--- Provided information Enclosed Below ---

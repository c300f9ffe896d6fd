pub mod attendance;
pub mod classroom;
pub mod timetable;
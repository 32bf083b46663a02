//! Unified event channel for the Hub event loop.
//!
//! Every producer (the accept loop, per-connection read tasks, the device
//! edge source, signal handlers) sends through one
//! `mpsc::UnboundedSender<HubEvent>`. The hub is the only consumer, which
//! linearizes all controller mutation.

use tokio::sync::mpsc::UnboundedSender;

use crate::panel::{ButtonId, VolumeDirection};
use crate::server::ClientId;

/// Sender half of the hub event channel.
pub type HubEventSender = UnboundedSender<HubEvent>;

/// Event delivered to the Hub event loop.
#[derive(Debug, Clone, PartialEq, Eq)]
pub enum HubEvent {
    /// A control client was accepted and registered in the live set.
    ClientConnected {
        /// Connection id.
        client_id: ClientId,
    },

    /// A complete command line arrived from a client.
    ClientLine {
        /// Connection id.
        client_id: ClientId,
        /// Line with its `\n` stripped.
        line: String,
    },

    /// A client's transport closed; it is already gone from the live set.
    ClientDisconnected {
        /// Connection id.
        client_id: ClientId,
    },

    /// Raw press/release edge from the device.
    ButtonEdge {
        /// Device button id.
        button: ButtonId,
        /// `true` on press, `false` on release.
        pressed: bool,
    },

    /// Edge on a hardware volume key.
    VolumeButton {
        /// Which key.
        direction: VolumeDirection,
        /// `true` on press, `false` on release.
        pressed: bool,
    },

    /// Volume level reported by the device's own control.
    VolumeLevel(u16),

    /// Network link went down: stop serving.
    LinkDown,

    /// Network link came up: serve again.
    LinkUp,

    /// Process is stopping.
    Shutdown,
}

--- End of Enclosed Provided information ---

--- What to work on ---
All records above are to be output again exactly as they stand.

--- Answer below ---
repository c300f9ffe896d6fd
pub mod attendance;
pub mod classroom;
pub mod timetable;
repository 32bf083b46663a02
//! Unified event channel for the Hub event loop.
//!
//! Every producer (the accept loop, per-connection read tasks, the device
//! edge source, signal handlers) sends through one
//! `mpsc::UnboundedSender<HubEvent>`. The hub is the only consumer, which
//! linearizes all controller mutation.

use tokio::sync::mpsc::UnboundedSender;

use crate::panel::{ButtonId, VolumeDirection};
use crate::server::ClientId;

/// Sender half of the hub event channel.
pub type HubEventSender = UnboundedSender<HubEvent>;

/// Event delivered to the Hub event loop.
#[derive(Debug, Clone, PartialEq, Eq)]
pub enum HubEvent {
    /// A control client was accepted and registered in the live set.
    ClientConnected {
        /// Connection id.
        client_id: ClientId,
    },

    /// A complete command line arrived from a client.
    ClientLine {
        /// Connection id.
        client_id: ClientId,
        /// Line with its `\n` stripped.
        line: String,
    },

    /// A client's transport closed; it is already gone from the live set.
    ClientDisconnected {
        /// Connection id.
        client_id: ClientId,
    },

    /// Raw press/release edge from the device.
    ButtonEdge {
        /// Device button id.
        button: ButtonId,
        /// `true` on press, `false` on release.
        pressed: bool,
    },

    /// Edge on a hardware volume key.
    VolumeButton {
        /// Which key.
        direction: VolumeDirection,
        /// `true` on press, `false` on release.
        pressed: bool,
    },

    /// Volume level reported by the device's own control.
    VolumeLevel(u16),

    /// Network link went down: stop serving.
    LinkDown,

    /// Network link came up: serve again.
    LinkUp,

    /// Process is stopping.
    Shutdown,
}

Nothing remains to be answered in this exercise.